The balance of long-view brand building and quick sales requires a corresponding strategic balance of creative and messaging content and presentation. Every brand is unique . . . and the balance may change over time.  Carl believes that brands need to be flexible – to have the ability and willingness to adapt and adopt new ways of working and thinking – if they are to survive and thrive. “Every year is a new opportunity and a new way to accelerate growth,” Chad says.

Today’s brand-building is not just about touting a product’s features and benefits. Winning the business is now “deeper” than “What will this product do for me?” Customers are asking such questions as, “What is the purposeful meaning behind the brand?” “What does the brand mean from a social side?” How is it giving back?” “What does the brand stand for?” 

Chad can be reached on his agency’s website at Quigleysimpson.com or through LinkedIn at Carl Fremont.

Transcript Follows:

ROB: Welcome to the Marketing Agency Leadership Podcast. I’m your host, Rob Kischuk, and I am joined today by Carl Fremont, CEO at Quigley-Simpson with offices in both Los Angeles, California and New York, New York. Welcome to the podcast, Carl.

CARL: Thank you, Rob. I’m thrilled to be joining you.

ROB: It’s excellent to have you here. Why don’t you start off by telling us about Quigley-Simpson and where the firm specializes?

CARL: Sure, that would be great. Quigley-Simpson was founded 18 years ago by two entrepreneurs, and the co-founders, Renee Hill Young and Gerald Bagg, are still involved with the company.
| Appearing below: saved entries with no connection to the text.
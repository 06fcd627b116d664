use bevy::prelude::*;
use crate::shared::*;

use super::PlayerController;

/// Turn the frame's `PlayerInput` into direction, facing and timer starts.
pub fn player_input(
    time: Res<Time>,
    input: Res<PlayerInput>,
    mut query: Query<(&mut PlayerController, &Player)>,
) {
    let Ok((mut controller, player)) = query.get_single_mut() else {
        return;
    };
    controller.apply_input(&input, time.elapsed(), player.sleeping);
}

/// Axis-separated movement against every obstacle hitbox.
pub fn player_movement(
    time: Res<Time>,
    obstacles: Query<&Hitbox, (With<Obstacle>, Without<Player>)>,
    mut query: Query<(&mut PlayerController, &mut Bounds, &mut Hitbox), With<Player>>,
) {
    let Ok((mut controller, mut bounds, mut hitbox)) = query.get_single_mut() else {
        return;
    };
    let blockers: Vec<PixelRect> = obstacles.iter().map(|h| h.0).collect();

    let mut next_bounds = bounds.0;
    let mut next_hitbox = hitbox.0;
    controller.move_and_collide(time.delta_secs(), &mut next_bounds, &mut next_hitbox, &blockers);

    if next_bounds != bounds.0 {
        bounds.0 = next_bounds;
    }
    if next_hitbox != hitbox.0 {
        hitbox.0 = next_hitbox;
    }
}
//! Art folder import.
//!
//! Animations are folders of numbered frames; the soil autotiles are a
//! folder keyed by file stem. Paths returned here are relative to the asset
//! root, ready for `AssetServer::load`.

use bevy::prelude::*;
use std::collections::BTreeMap;
use std::path::Path;

use super::LoadError;
use crate::shared::*;

const CHARACTER_POSES: [&str; 5] = ["", "_idle", "_hoe", "_axe", "_water"];

/// Image paths in `dir`, in frame order (`2.png` before `10.png`).
pub fn import_folder(root: &Path, dir: &str) -> Result<Vec<String>, LoadError> {
    let full = root.join(dir);
    let entries = std::fs::read_dir(&full).map_err(|e| LoadError::io(&full, e))?;

    let mut files: Vec<(Option<u32>, String)> = Vec::new();
    for entry in entries {
        let entry = entry.map_err(|e| LoadError::io(&full, e))?;
        let path = entry.path();
        if path.extension().and_then(|e| e.to_str()) != Some("png") {
            continue;
        }
        let Some(name) = path.file_name().and_then(|n| n.to_str()) else {
            continue;
        };
        let number = path
            .file_stem()
            .and_then(|s| s.to_str())
            .and_then(|s| s.parse::<u32>().ok());
        files.push((number, name.to_string()));
    }
    files.sort_by(|a, b| (a.0.is_none(), a.0, &a.1).cmp(&(b.0.is_none(), b.0, &b.1)));

    Ok(files
        .into_iter()
        .map(|(_, name)| format!("{dir}/{name}"))
        .collect())
}

/// File stem → image path for every image in `dir`.
pub fn import_folder_dict(root: &Path, dir: &str) -> Result<BTreeMap<String, String>, LoadError> {
    let mut out = BTreeMap::new();
    for path in import_folder(root, dir)? {
        let stem = Path::new(&path)
            .file_stem()
            .and_then(|s| s.to_str())
            .unwrap_or_default()
            .to_string();
        out.insert(stem, path);
    }
    Ok(out)
}

/// Every folder that fails to list is reported and left empty.
pub fn build_game_assets(
    root: &Path,
    asset_server: &AssetServer,
    config: &GameConfig,
) -> (GameAssets, Vec<LoadError>) {
    let mut errors = Vec::new();
    let mut frames = |dir: &str| -> Vec<Handle<Image>> {
        match import_folder(root, dir) {
            Ok(paths) => paths.into_iter().map(|p| asset_server.load(p)).collect(),
            Err(e) => {
                errors.push(e);
                Vec::new()
            }
        }
    };

    let mut game_assets = GameAssets {
        soil_water: frames("graphics/soil_water"),
        water: frames("graphics/water"),
        rain_drops: frames("graphics/rain/drops"),
        rain_floor: frames("graphics/rain/floor"),
        ..default()
    };
    for seed in Seed::ALL {
        if config.crops.contains_key(&seed) {
            game_assets
                .plants
                .insert(seed, frames(&format!("graphics/fruit/{}", seed.key())));
        }
    }
    for facing in [Facing::Up, Facing::Down, Facing::Left, Facing::Right] {
        for pose in CHARACTER_POSES {
            let key = format!("{}{pose}", facing.key());
            let list = frames(&format!("graphics/character/{key}"));
            game_assets.player.insert(key, list);
        }
    }

    match import_folder_dict(root, "graphics/soil") {
        Ok(tiles) => {
            game_assets.soil = tiles
                .into_iter()
                .map(|(code, path)| (code, asset_server.load(path)))
                .collect();
        }
        Err(e) => errors.push(e),
    }

    game_assets.apple = asset_server.load("graphics/fruit/apple.png");
    for size in [TreeSize::Small, TreeSize::Large] {
        game_assets.stumps.insert(
            size,
            asset_server.load(format!("graphics/stumps/{}.png", size.key())),
        );
    }

    (game_assets, errors)
}

#[cfg(test)]
mod tests {
    use super::*;

    fn scratch_dir(name: &str) -> std::path::PathBuf {
        let dir = std::env::temp_dir().join(format!("sproutvale-{name}-{}", std::process::id()));
        let _ = std::fs::remove_dir_all(&dir);
        std::fs::create_dir_all(dir.join("anim")).unwrap();
        dir
    }

    #[test]
    fn test_frames_sort_numerically() {
        let root = scratch_dir("frames");
        for name in ["10.png", "2.png", "0.png", "notes.txt"] {
            std::fs::write(root.join("anim").join(name), b"").unwrap();
        }
        let frames = import_folder(&root, "anim").unwrap();
        assert_eq!(frames, vec!["anim/0.png", "anim/2.png", "anim/10.png"]);
        let _ = std::fs::remove_dir_all(&root);
    }

    #[test]
    fn test_dict_is_keyed_by_stem() {
        let root = scratch_dir("dict");
        for name in ["lr.png", "o.png", "tbl.png"] {
            std::fs::write(root.join("anim").join(name), b"").unwrap();
        }
        let dict = import_folder_dict(&root, "anim").unwrap();
        assert_eq!(dict.get("tbl").map(String::as_str), Some("anim/tbl.png"));
        assert_eq!(dict.len(), 3);
        let _ = std::fs::remove_dir_all(&root);
    }

    #[test]
    fn test_missing_folder_is_io_error() {
        let err = import_folder(Path::new("no-such-root"), "anim").unwrap_err();
        assert!(matches!(err, LoadError::Io { .. }));
    }
}
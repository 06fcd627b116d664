use bevy::prelude::*;
use crate::shared::*;

/// Marker for the sleep fade overlay
#[derive(Component)]
pub struct ScreenFadeOverlay;

#[derive(Debug, Clone, Copy, PartialEq, Eq)]
pub enum TransitionStep {
    Fading,
    /// Fully black this frame; the day resets here.
    ReachedBlack,
    /// Back to normal; the player wakes up.
    ReachedWhite,
}

/// Sleep fade. `level` is a brightness from 255 (clear) down to 0 (black);
/// it falls first, then rises back.
#[derive(Resource, Debug, Clone, PartialEq)]
pub struct DayTransition {
    pub level: f32,
    /// -1 while darkening, +1 while brightening.
    pub direction: f32,
    /// Brightness units per second.
    pub speed: f32,
}

impl Default for DayTransition {
    fn default() -> Self {
        Self::new(120.0)
    }
}

impl DayTransition {
    pub fn new(speed: f32) -> Self {
        Self {
            level: 255.0,
            direction: -1.0,
            speed,
        }
    }

    pub fn step(&mut self, dt: f32) -> TransitionStep {
        self.level += self.direction * self.speed * dt;
        if self.level <= 0.0 {
            self.level = 0.0;
            self.direction = 1.0;
            return TransitionStep::ReachedBlack;
        }
        if self.level >= 255.0 {
            self.level = 255.0;
            self.direction = -1.0;
            return TransitionStep::ReachedWhite;
        }
        TransitionStep::Fading
    }

    /// Overlay opacity: 0 when clear, 1 when black.
    pub fn overlay_alpha(&self) -> f32 {
        1.0 - self.level / 255.0
    }
}

/// Spawn the fade overlay (always present, invisible while awake)
pub fn spawn_fade_overlay(mut commands: Commands) {
    commands.spawn((
        ScreenFadeOverlay,
        Node {
            width: Val::Percent(100.0),
            height: Val::Percent(100.0),
            position_type: PositionType::Absolute,
            ..default()
        },
        BackgroundColor(Color::srgba(0.0, 0.0, 0.0, 0.0)),
        GlobalZIndex(100),
        PickingBehavior::IGNORE,
    ));
}

/// While the player sleeps: darken, reset the day at black, brighten, wake.
pub fn play_day_transition(
    time: Res<Time>,
    mut transition: ResMut<DayTransition>,
    mut players: Query<&mut Player>,
    mut overlay: Query<&mut BackgroundColor, With<ScreenFadeOverlay>>,
    mut resets: EventWriter<DayResetEvent>,
) {
    let Ok(mut player) = players.get_single_mut() else {
        return;
    };
    if !player.sleeping {
        return;
    }

    match transition.step(time.delta_secs()) {
        TransitionStep::Fading => {}
        TransitionStep::ReachedBlack => {
            resets.send(DayResetEvent);
        }
        TransitionStep::ReachedWhite => {
            player.sleeping = false;
            info!("[Ui] Good morning");
        }
    }

    let alpha = transition.overlay_alpha();
    for mut bg in &mut overlay {
        *bg = BackgroundColor(Color::srgba(0.0, 0.0, 0.0, alpha));
    }
}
Its roots are similar to mine. It’s in direct marketing. Today we say direct to consumer. I don’t know when direct marketing got out of fashion and turned to direct to consumer, but we were really one of the first direct marketing/direct to consumer agencies.

Our heritage, believe it or not, is in infomercials, in longform television. We pivoted. We pivoted many, many times and continue to do so, from longform infomercials to shorter form direct response TV to full-service media, in particular focused on digital marketing. So, our roots are very much grounded in driving sales and building relationships with our clients’ customers.

But we’ve evolved as the industry evolved because we needed to. Today, we’ve taken that heritage from direct to consumer, direct marketing, and applied it in a digital world. Twenty years ago, that meant arranging for call centers. That meant product fulfillment, price, promotion of different products. We’re still doing the same thing, but in a digital world. What that means today, to correlate, it’s how you sell your products on different digital marketplaces, like on Amazon or Walmart or Kroger, and using a plethora of different channels to market, including the creative and the messaging.

The one thing that distinguishes us is that we’re not only focused on the revenue creation, but on the brand as well, which is why we say our value proposition and what we stand for is both brand and demand: building the brand’s image and awareness as well as driving performance, driving revenue. It’s the balance of those two, between building the brand’s awareness, building the consideration, all the way through the purchase journey through to driving revenue and customer relationship marketing. So, it’s really an end-to-end way that you look at brand marketing today.

ROB: It’s really fascinating. Much as you’re saying that direct marketing made its transition into direct to consumer, I think at some point B2B marketing stole the show from consumer marketing when it comes to the customer or buyer journey. It seems like consumer products have been the original home of the buyer’s journey.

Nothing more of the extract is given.